A well bore instrument system is provided. The well bore instrument system includes a cable for conveying control signals and data signals; sensors positioned along the cable; and a controller operable to send control signals to the sensors and receive sensor data signals from the sensors via the cable. The controller is configured to transmit the control signals to the sensors at a control signal bit rate, wherein a sensor of the sensors is configured to receive the control signals and transmit sensor data signals to the controller at a sensor data bit rate, and wherein the sensor data bit rate is greater than the control signal bit rate.

Description

    FIELD OF THE DISCLOSURE
  • This disclosure relates to a well bore instrument system and control methods relating thereto. In particular, this disclosure relates to a control unit and sensors of a well bore instrument system configured to communicate with one another at different bit rates.

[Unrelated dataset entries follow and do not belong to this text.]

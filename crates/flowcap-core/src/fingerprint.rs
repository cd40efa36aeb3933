//! Dedup fingerprints for raw events.
//!
//! The capture client computes a fingerprint before transmission; the server
//! recomputes it when absent and uses it to suppress duplicates (retries,
//! double-fired DOM handlers) inside a short window.

use flowcap_types::RawBrowserEvent;

/// Width of the fingerprint time bucket. Identical events inside one bucket
/// collapse to the same fingerprint.
pub const FINGERPRINT_BUCKET_MS: u64 = 200;

/// `"{type}|{bucket}|{url}"`, with an empty url segment when none was
/// captured. Pure and total: any event fingerprints deterministically.
pub fn fingerprint(event: &RawBrowserEvent) -> String {
    let bucket = event.timestamp / FINGERPRINT_BUCKET_MS;
    format!(
        "{}|{}|{}",
        event.kind.as_str(),
        bucket,
        event.url.as_deref().unwrap_or("")
    )
}

#[cfg(test)]
mod tests {
    use super::*;
    use flowcap_types::EventKind;

    fn click_at(timestamp: u64, url: Option<&str>) -> RawBrowserEvent {
        let mut event = RawBrowserEvent::new(EventKind::Click, timestamp, "sess_1");
        event.url = url.map(str::to_string);
        event
    }

    #[test]
    fn test_same_bucket_same_fingerprint() {
        let a = fingerprint(&click_at(1000, Some("https://a.test/x")));
        let b = fingerprint(&click_at(1199, Some("https://a.test/x")));
        assert_eq!(a, b);
    }

    #[test]
    fn test_bucket_boundary_splits() {
        let a = fingerprint(&click_at(1199, Some("https://a.test/x")));
        let b = fingerprint(&click_at(1200, Some("https://a.test/x")));
        assert_ne!(a, b);
    }

    #[test]
    fn test_missing_url_is_empty_segment() {
        assert_eq!(fingerprint(&click_at(450, None)), "click|2|");
    }

    #[test]
    fn test_kind_in_fingerprint() {
        let click = fingerprint(&click_at(100, Some("https://a.test/x")));
        let mut scroll_event = click_at(100, Some("https://a.test/x"));
        scroll_event.kind = EventKind::Scroll;
        assert_ne!(click, fingerprint(&scroll_event));
    }
}
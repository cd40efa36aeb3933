//! Error types for flowcap.

use thiserror::Error;

#[derive(Error, Debug)]
pub enum FlowcapError {
    #[error("Invalid argument: {0}")]
    InvalidArgument(String),

    #[error("Session not found: {0}")]
    SessionNotFound(String),

    #[error("Unknown recording: {0}")]
    UnknownRecording(String),

    #[error("Recording {recording_id} is incomplete: missing chunks {missing:?}")]
    IncompleteChunks {
        recording_id: String,
        /// Ascending chunk indices still unreceived. The buffer is kept so
        /// the client can re-send just these.
        missing: Vec<usize>,
    },

    #[error("Deadline expired before the operation started")]
    Timeout,
}
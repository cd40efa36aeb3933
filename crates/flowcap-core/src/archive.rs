//! Archive of fully assembled recordings.

use dashmap::DashMap;

use flowcap_types::{CompletedRecording, RecordingMeta};

#[derive(Debug, Clone)]
struct ArchiveEntry {
    recording: CompletedRecording,
    linked_session_id: Option<String>,
}

/// Completed recordings, keyed by recording id.
///
/// Assembly hands recordings over here after the link attempt, so each entry
/// already knows which session it belongs to, if any. Entries are immutable
/// after insertion.
#[derive(Debug, Default)]
pub struct RecordingArchive {
    entries: DashMap<String, ArchiveEntry>,
}

impl RecordingArchive {
    pub fn new() -> Self {
        Self::default()
    }

    /// Store a completed recording; a re-assembled id replaces the old entry.
    pub fn insert(&self, recording: CompletedRecording, linked_session_id: Option<String>) {
        self.entries.insert(
            recording.recording_id.clone(),
            ArchiveEntry {
                recording,
                linked_session_id,
            },
        );
    }

    pub fn meta(&self, recording_id: &str) -> Option<RecordingMeta> {
        self.entries
            .get(recording_id)
            .map(|entry| entry.recording.meta(entry.linked_session_id.clone()))
    }

    /// Metadata plus the raw bytes, for payload downloads.
    pub fn fetch(&self, recording_id: &str) -> Option<(RecordingMeta, Vec<u8>)> {
        self.entries.get(recording_id).map(|entry| {
            (
                entry.recording.meta(entry.linked_session_id.clone()),
                entry.recording.data.clone(),
            )
        })
    }

    /// All recordings, newest completion first.
    pub fn list(&self) -> Vec<RecordingMeta> {
        let mut all: Vec<RecordingMeta> = self
            .entries
            .iter()
            .map(|entry| entry.recording.meta(entry.linked_session_id.clone()))
            .collect();
        all.sort_by(|a, b| {
            b.completion_timestamp
                .cmp(&a.completion_timestamp)
                .then_with(|| a.recording_id.cmp(&b.recording_id))
        });
        all
    }

    pub fn len(&self) -> usize {
        self.entries.len()
    }

    pub fn is_empty(&self) -> bool {
        self.entries.is_empty()
    }
}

  • BACKGROUND OF THE DISCLOSURE
  • In the oil and gas industry, well bore holes are monitored for pressure and temperature, among a number of other characteristics. To obtain permanent monitoring of well bore hole characteristics, existing measurements systems have an electronic sensor module installed on the fluid-producing tubing, and a single conductor tubing encapsulated cable wire is run to surface.
  • Some measurement systems provide multiple measurement points which use a plurality of either discrete electronic sensor modules on a single cable, or optical fibre-based sensors distributed over an active zone of a well bore, to provide measurements at various locations in the bore hole simultaneously. Multiple sensors provide gradient information and measure the areas in an open hole where fluid is injected or fluid composition changes.

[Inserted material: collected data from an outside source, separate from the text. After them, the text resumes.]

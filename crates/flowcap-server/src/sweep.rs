//! Periodic maintenance sweep.
//!
//! One background task ages out idle sessions and abandoned recording
//! buffers, then announces the result on the feed.

use crate::state::AppState;
use std::sync::Arc;
use std::time::Duration;
use tracing::{debug, info};

/// Spawn the background sweep task.
pub fn spawn_sweep(state: Arc<AppState>) {
    let period = Duration::from_secs(state.config.sweep_interval_secs);
    tokio::spawn(async move {
        let mut ticker = tokio::time::interval(period);
        // interval fires immediately on the first tick
        ticker.tick().await;
        loop {
            ticker.tick().await;

            let removed_sessions = state
                .session_store
                .cleanup_older_than(state.config.session_max_age_ms())
                .await;
            let removed_buffers = state
                .assembler
                .evict_stale(state.config.recording_buffer_ttl_ms())
                .await;

            if removed_sessions > 0 || removed_buffers > 0 {
                info!(
                    target: "flowcap::sweep",
                    "Sweep removed {} session(s) and {} buffer(s)",
                    removed_sessions, removed_buffers
                );
                state
                    .session_store
                    .announce_sweep(removed_sessions, removed_buffers);
            } else {
                debug!(target: "flowcap::sweep", "Sweep found nothing to remove");
            }
        }
    });
}
//! Live feed protocol: notifications pushed to dashboards.

use serde::{Deserialize, Serialize};

/// Messages pushed over the `/ws/events` feed.
///
/// The feed is best-effort: the pipeline never blocks or fails on it.
#[derive(Debug, Clone, Serialize, Deserialize)]
#[serde(tag = "type", rename_all = "snake_case", rename_all_fields = "camelCase")]
pub enum FeedMessage {
    /// An event was appended to a session.
    EventIngested {
        session_id: String,
        kind: String,
        timestamp: u64,
    },
    /// A temporary session was folded into a durable one.
    SessionMerged {
        from: String,
        into: String,
        migrated_events: usize,
    },
    /// A recording finished reassembly.
    RecordingCompleted {
        recording_id: String,
        size_bytes: usize,
    },
    /// A recording was attached to a session.
    RecordingLinked {
        recording_id: String,
        session_id: String,
        overlap_ms: u64,
    },
    /// A cleanup sweep ran.
    SweepCompleted {
        removed_sessions: usize,
        removed_buffers: usize,
    },
}
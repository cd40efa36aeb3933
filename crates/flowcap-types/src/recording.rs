//! Reassembled screen recordings.

use chrono::{DateTime, Utc};
use serde::{Deserialize, Serialize};

/// A fully reassembled recording with its byte payload.
///
/// Not a wire type: the payload is handed to the archive whole, and the
/// HTTP surface serves metadata (or re-encodes the payload on demand).
#[derive(Debug, Clone)]
pub struct CompletedRecording {
    pub recording_id: String,
    /// Concatenated chunk bytes, exactly as the client recorded them.
    pub data: Vec<u8>,
    pub size_bytes: usize,
    /// Recorded from the first chunk that declared one, else the completion
    /// request, else `video/webm`.
    pub mime_type: String,
    /// Declared by the client at completion, if known.
    pub duration_ms: Option<u64>,
    /// When the client finished recording, epoch ms.
    pub completion_timestamp: u64,
    /// When the client started recording, epoch ms, if any chunk carried it.
    pub recording_start_timestamp: Option<u64>,
    /// Hex sha256 of `data`, so the archive handoff is verifiable.
    pub sha256: String,
}

impl CompletedRecording {
    /// Metadata view for listings and the archive API.
    pub fn meta(&self, linked_session_id: Option<String>) -> RecordingMeta {
        RecordingMeta {
            recording_id: self.recording_id.clone(),
            size_bytes: self.size_bytes,
            mime_type: self.mime_type.clone(),
            duration_ms: self.duration_ms,
            completion_timestamp: self.completion_timestamp,
            sha256: self.sha256.clone(),
            completed_at: DateTime::<Utc>::from_timestamp_millis(
                self.completion_timestamp as i64,
            )
            .unwrap_or_default(),
            linked_session_id,
        }
    }
}

/// Wire metadata for a completed recording.
#[derive(Debug, Clone, Serialize, Deserialize)]
#[serde(rename_all = "camelCase")]
pub struct RecordingMeta {
    pub recording_id: String,
    pub size_bytes: usize,
    pub mime_type: String,
    #[serde(skip_serializing_if = "Option::is_none")]
    pub duration_ms: Option<u64>,
    pub completion_timestamp: u64,
    pub sha256: String,
    pub completed_at: DateTime<Utc>,
    #[serde(skip_serializing_if = "Option::is_none")]
    pub linked_session_id: Option<String>,
}

/// Acknowledgement for one uploaded chunk.
#[derive(Debug, Clone, Copy, PartialEq, Eq, Serialize, Deserialize)]
#[serde(rename_all = "camelCase")]
pub struct ChunkReceipt {
    /// Index this acknowledgement is for.
    pub received: usize,
    /// Distinct chunk slots filled so far.
    pub have: usize,
    /// Declared chunk count for the recording.
    pub total: usize,
}

/// Result of trying to attach a recording to a session.
///
/// `linked: false` is a normal outcome (short recordings, idle sessions),
/// never an error.
#[derive(Debug, Clone, Serialize, Deserialize)]
#[serde(rename_all = "camelCase")]
pub struct LinkOutcome {
    pub linked: bool,
    #[serde(skip_serializing_if = "Option::is_none")]
    pub session_id: Option<String>,
    #[serde(skip_serializing_if = "Option::is_none")]
    pub overlap_ms: Option<u64>,
}

impl LinkOutcome {
    pub fn attached(session_id: impl Into<String>, overlap_ms: u64) -> Self {
        Self {
            linked: true,
            session_id: Some(session_id.into()),
            overlap_ms: Some(overlap_ms),
        }
    }

    pub fn unlinked() -> Self {
        Self {
            linked: false,
            session_id: None,
            overlap_ms: None,
        }
    }
}
//! Heuristic pruning of low-signal browser events.
//!
//! Capture clients emit every scroll tick, keystroke, and intermediate input
//! value. The pruner reduces a session's event list to the events that still
//! describe the workflow: structural anchors, throttled interaction samples,
//! and one final value per input field.

use std::collections::HashMap;

use once_cell::sync::Lazy;
use regex::Regex;
use serde::Deserialize;

use flowcap_types::{EventKind, RawBrowserEvent};

/// Selector/text vocabulary that marks a click as interactive.
static IMPORTANT_CLICK: Lazy<Regex> = Lazy::new(|| {
    Regex::new(r"(?i)btn|button|submit|link|nav|menu|toggle|plus|minus|add|remove").unwrap()
});

/// Key values that carry a Ctrl/Meta style modifier.
static MODIFIER_KEY: Lazy<Regex> = Lazy::new(|| Regex::new(r"(?i)ctrl|control|meta|cmd").unwrap());

/// Tags whose clicks are always considered interactive.
const INTERACTIVE_TAGS: [&str; 5] = ["a", "button", "input", "select", "textarea"];

/// Thresholds for a pruning pass. Every field has a default, so a partial
/// override (from a request body or a config file) fills in the rest.
#[derive(Debug, Clone, Deserialize)]
#[serde(default)]
pub struct PruneConfig {
    /// Minimum spacing between kept scroll events.
    pub scroll_min_gap_ms: u64,
    /// Minimum spacing between kept key events.
    pub key_min_gap_ms: u64,
    /// Plain keys this close after an input event are still kept.
    pub key_after_input_ms: u64,
    /// Minimum spacing between kept clicks on the same selector.
    pub click_min_gap_ms: u64,
    /// Kept clicks allowed per selector inside the burst window,
    /// regardless of spacing.
    pub click_burst_max: usize,
    /// Rolling window for the burst allowance.
    pub click_burst_window_ms: u64,
    /// Input values are retained only this close before the final submit.
    pub input_essential_window_ms: u64,
}

impl Default for PruneConfig {
    fn default() -> Self {
        Self {
            scroll_min_gap_ms: 600,
            key_min_gap_ms: 200,
            key_after_input_ms: 1_500,
            click_min_gap_ms: 250,
            click_burst_max: 2,
            click_burst_window_ms: 1_000,
            input_essential_window_ms: 60_000,
        }
    }
}

#[derive(Debug, Default)]
struct ClickThrottle {
    last_kept: Option<u64>,
    /// Timestamps of kept clicks still inside the burst window.
    recent: Vec<u64>,
}

/// Accumulator threaded through one pass over the (sorted) events.
#[derive(Debug, Default)]
struct PruneState {
    last_kept_scroll: Option<u64>,
    last_kept_key: Option<u64>,
    last_input_seen: Option<u64>,
    clicks: HashMap<String, ClickThrottle>,
    /// Last retained input event per selector; collapsed into the output.
    inputs: HashMap<String, RawBrowserEvent>,
}

impl PruneState {
    fn keep_scroll(&mut self, timestamp: u64, config: &PruneConfig) -> bool {
        let keep = self
            .last_kept_scroll
            .is_none_or(|prev| timestamp.saturating_sub(prev) >= config.scroll_min_gap_ms);
        if keep {
            self.last_kept_scroll = Some(timestamp);
        }
        keep
    }

    fn keep_key(&mut self, event: &RawBrowserEvent, config: &PruneConfig) -> bool {
        let near_input = self
            .last_input_seen
            .is_some_and(|seen| event.timestamp.saturating_sub(seen) <= config.key_after_input_ms);
        if !is_special_key(event) && !near_input {
            return false;
        }
        let keep = self
            .last_kept_key
            .is_none_or(|prev| event.timestamp.saturating_sub(prev) >= config.key_min_gap_ms);
        if keep {
            self.last_kept_key = Some(event.timestamp);
        }
        keep
    }

    fn keep_click(&mut self, event: &RawBrowserEvent, config: &PruneConfig) -> bool {
        if !is_important_click(event) {
            return false;
        }
        let throttle = self
            .clicks
            .entry(event.selector.clone().unwrap_or_default())
            .or_default();
        throttle
            .recent
            .retain(|&ts| event.timestamp.saturating_sub(ts) < config.click_burst_window_ms);
        let spaced = throttle
            .last_kept
            .is_none_or(|prev| event.timestamp.saturating_sub(prev) >= config.click_min_gap_ms);
        let keep = spaced || throttle.recent.len() < config.click_burst_max;
        if keep {
            throttle.last_kept = Some(event.timestamp);
            throttle.recent.push(event.timestamp);
        }
        keep
    }

    /// Inputs are never kept verbatim; the last essential value per selector
    /// is re-emitted at the end of the pass.
    fn note_input(&mut self, event: &RawBrowserEvent, last_submit: Option<u64>, config: &PruneConfig) {
        self.last_input_seen = Some(event.timestamp);
        let has_value = event.value.as_deref().is_some_and(|v| !v.is_empty());
        if has_value && input_is_essential(event.timestamp, last_submit, config) {
            self.inputs
                .insert(event.selector.clone().unwrap_or_default(), event.clone());
        }
    }
}

fn is_special_key(event: &RawBrowserEvent) -> bool {
    event
        .value
        .as_deref()
        .is_some_and(|v| v == "Enter" || MODIFIER_KEY.is_match(v))
}

fn is_important_click(event: &RawBrowserEvent) -> bool {
    if event
        .tag()
        .is_some_and(|tag| INTERACTIVE_TAGS.contains(&tag.to_ascii_lowercase().as_str()))
    {
        return true;
    }
    let text = event.text().unwrap_or("");
    if matches!(text.trim(), "+" | "-" | "\u{2212}") || IMPORTANT_CLICK.is_match(text) {
        return true;
    }
    event
        .selector
        .as_deref()
        .is_some_and(|selector| IMPORTANT_CLICK.is_match(selector))
}

/// Values typed long before the final submit are abandoned drafts.
fn input_is_essential(timestamp: u64, last_submit: Option<u64>, config: &PruneConfig) -> bool {
    match last_submit {
        Some(submit) => {
            timestamp <= submit
                && timestamp >= submit.saturating_sub(config.input_essential_window_ms)
        }
        None => true,
    }
}

/// Reduce `events` to the ones that still tell the workflow's story.
///
/// The input is not mutated; the result is a fresh, timestamp-ascending list.
pub fn prune(events: &[RawBrowserEvent], config: &PruneConfig) -> Vec<RawBrowserEvent> {
    let mut ordered: Vec<&RawBrowserEvent> = events.iter().collect();
    ordered.sort_by_key(|event| event.timestamp);

    let last_submit = ordered
        .iter()
        .filter(|event| event.kind == EventKind::Submit)
        .map(|event| event.timestamp)
        .max();

    let mut state = PruneState::default();
    let mut kept: Vec<RawBrowserEvent> = Vec::new();
    for event in ordered {
        match event.kind {
            EventKind::PageLoad | EventKind::Navigate | EventKind::Submit => {
                kept.push(event.clone());
            }
            EventKind::Scroll => {
                if state.keep_scroll(event.timestamp, config) {
                    kept.push(event.clone());
                }
            }
            EventKind::Key => {
                if state.keep_key(event, config) {
                    kept.push(event.clone());
                }
            }
            EventKind::Click => {
                if state.keep_click(event, config) {
                    kept.push(event.clone());
                }
            }
            EventKind::Input => state.note_input(event, last_submit, config),
            EventKind::Hover => {}
        }
    }

    kept.extend(state.inputs.into_values());
    kept.sort_by_key(|event| event.timestamp);
    kept
}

  • A greater rate of measurements transmitted to surface provides a more detailed picture of the characteristics down hole in the well bore. The more sensors there are installed on the down hole cable the greater the data rate along the cable needs to be to communicate all the data gathered by the sensors in a given time period.

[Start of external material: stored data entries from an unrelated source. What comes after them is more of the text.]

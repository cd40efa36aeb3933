//! Raw browser interaction events.
//!
//! These are the events the instrumented capture client POSTs to the server,
//! one per user interaction. They arrive at high frequency and possibly out
//! of order; the session store re-sorts on append.

use serde::{Deserialize, Serialize};

/// Prefixes the capture client uses for session ids it invented before a
/// durable id reached it.
const TEMP_ID_PREFIXES: [&str; 2] = ["temp_", "temp-"];

/// Returns true if a session id was assigned client-side before a durable
/// id was known.
pub fn is_temporary_id(session_id: &str) -> bool {
    TEMP_ID_PREFIXES.iter().any(|p| session_id.starts_with(p))
}

/// Kind of browser interaction captured by the client.
#[derive(Debug, Clone, Copy, PartialEq, Eq, Hash, Serialize, Deserialize)]
#[serde(rename_all = "snake_case")]
pub enum EventKind {
    /// Mouse click on any element.
    Click,
    /// Value change on a form control.
    Input,
    /// Location change within the same tab.
    Navigate,
    /// Scroll position change (very high frequency).
    Scroll,
    /// Keystroke; the key descriptor rides in `value`.
    Key,
    /// Form submission.
    Submit,
    /// Initial document load.
    PageLoad,
    /// Pointer hover; some capture builds emit these. Always noise downstream.
    Hover,
}

impl EventKind {
    /// Wire name of the kind, as used in dedup fingerprints.
    pub fn as_str(&self) -> &'static str {
        match self {
            EventKind::Click => "click",
            EventKind::Input => "input",
            EventKind::Navigate => "navigate",
            EventKind::Scroll => "scroll",
            EventKind::Key => "key",
            EventKind::Submit => "submit",
            EventKind::PageLoad => "page_load",
            EventKind::Hover => "hover",
        }
    }
}

/// Viewport coordinates of a pointer interaction.
#[derive(Debug, Clone, Copy, PartialEq, Serialize, Deserialize)]
pub struct Coordinates {
    pub x: f64,
    pub y: f64,
}

/// Descriptor of the DOM element an event targeted.
#[derive(Debug, Clone, Default, PartialEq, Serialize, Deserialize)]
#[serde(rename_all = "camelCase")]
pub struct ElementInfo {
    /// Lowercase tag name (`a`, `button`, `input`, ...).
    #[serde(skip_serializing_if = "Option::is_none")]
    pub tag: Option<String>,
    /// The element's `type` attribute (`text`, `email`, `password`, `file`, ...).
    #[serde(rename = "type", skip_serializing_if = "Option::is_none")]
    pub input_type: Option<String>,
    /// Visible text content, truncated client-side.
    #[serde(skip_serializing_if = "Option::is_none")]
    pub text: Option<String>,
    /// Placeholder attribute for form controls.
    #[serde(skip_serializing_if = "Option::is_none")]
    pub placeholder: Option<String>,
    /// Whether the control carries the `required` attribute.
    #[serde(default)]
    pub required: bool,
}

/// A single interaction event as captured in the browser.
///
/// Field names on the wire are camelCase to match the capture client's
/// payloads. Unknown kinds are rejected at deserialization, which is the
/// ingestion boundary.
#[derive(Debug, Clone, PartialEq, Serialize, Deserialize)]
#[serde(rename_all = "camelCase")]
pub struct RawBrowserEvent {
    /// What happened.
    #[serde(rename = "type")]
    pub kind: EventKind,
    /// Client-side capture time, epoch milliseconds.
    pub timestamp: u64,
    /// Session the client believes this event belongs to. May carry a
    /// temporary marker (see [`is_temporary_id`]).
    pub session_id: String,
    /// Page URL at capture time.
    #[serde(skip_serializing_if = "Option::is_none")]
    pub url: Option<String>,
    /// CSS selector of the target element.
    #[serde(skip_serializing_if = "Option::is_none")]
    pub selector: Option<String>,
    /// Target element descriptor.
    #[serde(skip_serializing_if = "Option::is_none")]
    pub element: Option<ElementInfo>,
    /// Input value, or key descriptor for `key` events (`"Enter"`, `"Ctrl+C"`).
    #[serde(skip_serializing_if = "Option::is_none")]
    pub value: Option<String>,
    /// Pointer position for click/hover events.
    #[serde(skip_serializing_if = "Option::is_none")]
    pub coordinates: Option<Coordinates>,
    /// Client-computed dedup fingerprint; the server recomputes when absent.
    #[serde(skip_serializing_if = "Option::is_none")]
    pub dedup_fingerprint: Option<String>,
}

impl RawBrowserEvent {
    /// Create a bare event; optional fields start empty.
    pub fn new(kind: EventKind, timestamp: u64, session_id: impl Into<String>) -> Self {
        Self {
            kind,
            timestamp,
            session_id: session_id.into(),
            url: None,
            selector: None,
            element: None,
            value: None,
            coordinates: None,
            dedup_fingerprint: None,
        }
    }

    /// Whether the session id was assigned before a durable id was known.
    pub fn is_temporary_session(&self) -> bool {
        is_temporary_id(&self.session_id)
    }

    /// Lowercase tag name of the target element, if captured.
    pub fn tag(&self) -> Option<&str> {
        self.element.as_ref().and_then(|e| e.tag.as_deref())
    }

    /// The target element's `type` attribute, if captured.
    pub fn input_type(&self) -> Option<&str> {
        self.element.as_ref().and_then(|e| e.input_type.as_deref())
    }

    /// Visible text of the target element, if captured.
    pub fn text(&self) -> Option<&str> {
        self.element.as_ref().and_then(|e| e.text.as_deref())
    }

    /// Placeholder of the target element, if captured.
    pub fn placeholder(&self) -> Option<&str> {
        self.element.as_ref().and_then(|e| e.placeholder.as_deref())
    }

    /// Whether the target element carries the `required` attribute.
    pub fn is_required(&self) -> bool {
        self.element.as_ref().is_some_and(|e| e.required)
    }
}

  • Signals are attenuated as they travel along the cable. The greater the distance along the cable that a signal travels, the more the signal will be attenuated. Further, the higher the frequency of the signal, the more the signal is attenuated over a given distance travelled along the cable.
  • Further, the maximum bit rate achievable along a cable of a given length is limited by the bandwidth of the cable and the signal-to-noise ratio of the transmission system. Increasing the number of sensors installed on the cable increases the total amount of data being transmitted along the cable, which means the bandwidth of the cable and signal-to-noise ratio increasingly limit the total number of measurements that can be received from the sensors.
  • One historical drawback of existing systems is, where the system includes a large number of sensors, obtaining a sufficiently high data rate from the sensors to surface to achieve reasonable data update rates is difficult, particularly when the cables of the system extend thousands of metres down a well bore. The bandwidth of the cable is especially impacted in cases where the cable extends such distances
  • Additionally, well bore environments are often harsh, with deeper areas having elevated pressure and temperature compared to areas nearer the surface. Sensors which can operate effectively in down hole environments require electronics which are small enough to be installed on a cable between production tubing and the casing and robust enough to operate at elevated temperatures and pressures. As the complexity of such electronics increases, so does their cost.
  • SUMMARY OF THE DISCLOSURE
  • Aspects of the disclosure are set out in the accompanying independent and dependent claims. Combinations of features from the dependent claims may be combined with features of the independent claims as appropriate and not merely as explicitly set out in the claims.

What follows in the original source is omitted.